Debugging a Weather station
I’ve had a Pimoroni weather station running in my garden for around two years. It connects to my public wifi and feeds weather readings over MQTT to a Raspberry Pi running Grafana. It has worked well, with the occasional glitch from time to time. Usually, all that’s needed is to power cycle the weather station to get it working again. Recently, power cycling hasn’t been enough; the weather station has remained resolutely dead.
Today, in the middle of Storm Bert, I found some time to take the station down from the 4-metre pole it sits atop to see if I could diagnose its failure.
Literal debugging revealed that the Raspberry Pi Pico W, which samples the sensors and controls the weather station’s communication, had many dead flies stuck to it. The flies seem to be fruit flies of some kind - my knowledge of small black flies is lacking.
I cleaned away the flies with a soft brush and some isopropyl alcohol and checked the connections for corrosion.
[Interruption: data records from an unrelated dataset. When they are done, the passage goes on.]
//! Go declaration rendering for enumerations and type aliases.
//!
//! Rendering runs in two passes. The planning pass resolves every name,
//! type and literal and registers each declared identifier in the target's
//! [`Scope`]; any failure there aborts the target before a single line of
//! text exists. The writing pass then prints the planned declarations in
//! order.

use lspgen_model::{EnumValue, Enumeration, MetaModel, TypeAlias};
use tracing::{debug, warn};

use crate::error::{RenderError, RenderResult};
use crate::naming::{doc_text, exported_name, is_exported_identifier, render_doc};
use crate::resolve::{GoType, format_literal, go_type, resolve_primitive};
use crate::scope::Scope;
use crate::target::{RenderTarget, Scoping, Section};

/// Name written into the generated-code marker.
pub const GENERATOR_NAME: &str = "lspgen";

/// A planned `const` entry
#[derive(Debug, Clone, PartialEq)]
struct ConstantDecl {
    doc: Option<String>,
    name: String,
    literal: String,
}

/// A planned top-level declaration
#[derive(Debug, Clone, PartialEq)]
enum Declaration {
    Enumeration {
        doc: Option<String>,
        name: String,
        base: String,
        constants: Vec<ConstantDecl>,
    },
    Alias {
        doc: Option<String>,
        name: String,
        ty: GoType,
    },
}

/// Render one target's Go source for `model`.
///
/// `source` names the metamodel in the generated-code marker. The output is
/// valid but unformatted Go; pass it through a
/// [`SourceFormatter`](crate::format::SourceFormatter) before persisting.
pub fn render_document(model: &MetaModel, target: &RenderTarget, source: &str) -> RenderResult<String> {
    target.validate()?;

    let declarations = plan(model, target)?;
    debug!(
        target = %target.name,
        declarations = declarations.len(),
        "planned declarations"
    );

    Ok(write_document(&declarations, target, model.version(), source))
}

fn plan(model: &MetaModel, target: &RenderTarget) -> RenderResult<Vec<Declaration>> {
    let mut scope = Scope::new();
    let mut declarations = Vec::new();

    for section in &target.sections {
        match section {
            Section::Enumerations => {
                for enumeration in model
                    .enumerations
                    .iter()
                    .filter(|e| target.include_proposed || !e.proposed)
                {
                    declarations.push(plan_enumeration(enumeration, target, &mut scope)?);
                }
            }
            Section::TypeAliases => {
                for alias in model
                    .type_aliases
                    .iter()
                    .filter(|a| target.include_proposed || !a.proposed)
                {
                    declarations.push(plan_alias(alias, &mut scope)?);
                }
            }
        }
    }

    Ok(declarations)
}

fn checked_identifier(identifier: String, origin: &str) -> RenderResult<String> {
    if is_exported_identifier(&identifier) {
        Ok(identifier)
    } else {
        Err(RenderError::InvalidIdentifier {
            identifier,
            origin: origin.to_string(),
        })
    }
}

fn plan_enumeration(
    enumeration: &Enumeration,
    target: &RenderTarget,
    scope: &mut Scope,
) -> RenderResult<Declaration> {
    let origin = format!("enumeration {}", enumeration.name);
    let name = checked_identifier(exported_name(&enumeration.name), &origin)?;
    scope.declare_type(&name, origin)?;

    let constants = enumeration
        .values
        .iter()
        .filter(|v| target.include_proposed || !v.proposed)
        .map(|value| plan_constant(enumeration, &name, value, target.scoping, scope))
        .collect::<RenderResult<Vec<_>>>()?;

    Ok(Declaration::Enumeration {
        doc: doc_text(
            enumeration.documentation.as_deref(),
            enumeration.deprecated.as_deref(),
        ),
        base: resolve_primitive(enumeration.underlying_type()).to_string(),
        name,
        constants,
    })
}

fn plan_constant(
    enumeration: &Enumeration,
    type_name: &str,
    value: &EnumValue,
    scoping: Scoping,
    scope: &mut Scope,
) -> RenderResult<ConstantDecl> {
    let origin = format!("value {}.{}", enumeration.name, value.name);

    let name = match scoping {
        Scoping::Flat => exported_name(&value.name),
        Scoping::Qualified => format!("{type_name}{}", exported_name(&value.name)),
    };
    let name = checked_identifier(name, &origin)?;

    let underlying = enumeration.underlying_type();
    let literal = format_literal(&value.literal, underlying).ok_or_else(|| {
        RenderError::UnrepresentableLiteral {
            origin: origin.clone(),
            literal: value.literal.to_string(),
            underlying: underlying.to_string(),
        }
    })?;

    if scope.declare_constant(&name, type_name, origin.clone())? {
        warn!(
            identifier = %name,
            %origin,
            "constant shares its enumeration's type name"
        );
    }

    Ok(ConstantDecl {
        doc: doc_text(value.documentation.as_deref(), value.deprecated.as_deref()),
        name,
        literal,
    })
}

fn plan_alias(alias: &TypeAlias, scope: &mut Scope) -> RenderResult<Declaration> {
    let origin = format!("type alias {}", alias.name);
    let name = checked_identifier(exported_name(&alias.name), &origin)?;
    scope.declare_type(&name, origin)?;

    Ok(Declaration::Alias {
        doc: doc_text(alias.documentation.as_deref(), alias.deprecated.as_deref()),
        name,
        ty: go_type(&alias.aliased),
    })
}

fn write_document(
    declarations: &[Declaration],
    target: &RenderTarget,
    version: Option<&str>,
    source: &str,
) -> String {
    let mut code = String::new();

    code.push_str(&format!(
        "// Code generated by {GENERATOR_NAME} from {source}; DO NOT EDIT.\n"
    ));
    if let Some(version) = version {
        code.push_str(&format!("// Protocol version {version}.\n"));
    }
    code.push_str(&format!("\npackage {}\n", target.package));

    for declaration in declarations {
        code.push('\n');
        write_declaration(&mut code, declaration);
    }

    code
}

fn write_doc(code: &mut String, doc: Option<&str>, indent: &str) {
    if let Some(doc) = doc {
        for line in render_doc(doc).split('\n') {
            code.push_str(indent);
            code.push_str(line);
            code.push('\n');
        }
    }
}

fn write_declaration(code: &mut String, declaration: &Declaration) {
    match declaration {
        Declaration::Enumeration {
            doc,
            name,
            base,
            constants,
        } => {
            write_doc(code, doc.as_deref(), "");
            code.push_str(&format!("type {name} {base}\n"));

            if constants.is_empty() {
                return;
            }

            code.push_str("\nconst (\n");
            for (index, constant) in constants.iter().enumerate() {
                // Documented entries open a new paragraph.
                if index > 0 && constant.doc.is_some() {
                    code.push('\n');
                }
                write_doc(code, constant.doc.as_deref(), "\t");
                code.push_str(&format!(
                    "\t{} {name} = {}\n",
                    constant.name, constant.literal
                ));
            }
            code.push_str(")\n");
        }
        Declaration::Alias { doc, name, ty } => {
            write_doc(code, doc.as_deref(), "");
            match &ty.note {
                Some(note) => code.push_str(&format!("type {name} {} // {note}\n", ty.expr)),
                None => code.push_str(&format!("type {name} {}\n", ty.expr)),
            }
        }
    }
}

#[cfg(test)]
#[path = "render/render_tests.rs"]
mod render_tests;
//! Error types for metamodel loading

use thiserror::Error;

/// Result type alias for load operations
pub type LoadResult<T> = Result<T, LoadError>;

/// Error type for loading a metamodel document
///
/// Every variant is fatal: a run that hits one produces no output at all.
#[derive(Error, Debug)]
pub enum LoadError {
    /// The document could not be read from disk
    #[error("failed to read metamodel {path}: {source}")]
    Read {
        path: String,
        #[source]
        source: std::io::Error,
    },

    /// The document is not valid JSON or misses a required field
    #[error("malformed metamodel: {0}")]
    Malformed(#[from] serde_json::Error),

    /// An entity or value has an empty name
    #[error("{0} has an empty name")]
    EmptyName(String),

    /// An enumeration declares no values
    #[error("enumeration {0} has no values")]
    EmptyEnumeration(String),

    /// An enumeration's type is not a base type
    #[error("enumeration {name}: underlying type must be of kind base, got {kind}")]
    NonBaseUnderlyingType { name: String, kind: String },

    /// A value's literal disagrees with its enumeration's underlying type
    #[error("enumeration {enumeration}: value {value} does not fit underlying type {underlying}")]
    LiteralMismatch {
        enumeration: String,
        value: String,
        underlying: String,
    },
}

impl LoadError {
    /// Short machine-readable category, used in log fields
    pub fn kind(&self) -> &'static str {
        match self {
            LoadError::Read { .. } => "read",
            LoadError::Malformed(_) => "malformed",
            LoadError::EmptyName(_) => "empty_name",
            LoadError::EmptyEnumeration(_) => "empty_enumeration",
            LoadError::NonBaseUnderlyingType { .. } => "non_base_underlying_type",
            LoadError::LiteralMismatch { .. } => "literal_mismatch",
        }
    }
}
If I had my hot-air rework station to hand, I’d have replaced the Pico board with a new one, but for now, it’ll do. The board powers up, and the sensors read okay—all except the humidity sensor, which is stuck reading 100%.
I will revisit the board soon. I plan to swap out the humidity sensor, replace the Pico board and apply a good conformal coating layer to protect the boards from the elements and insects.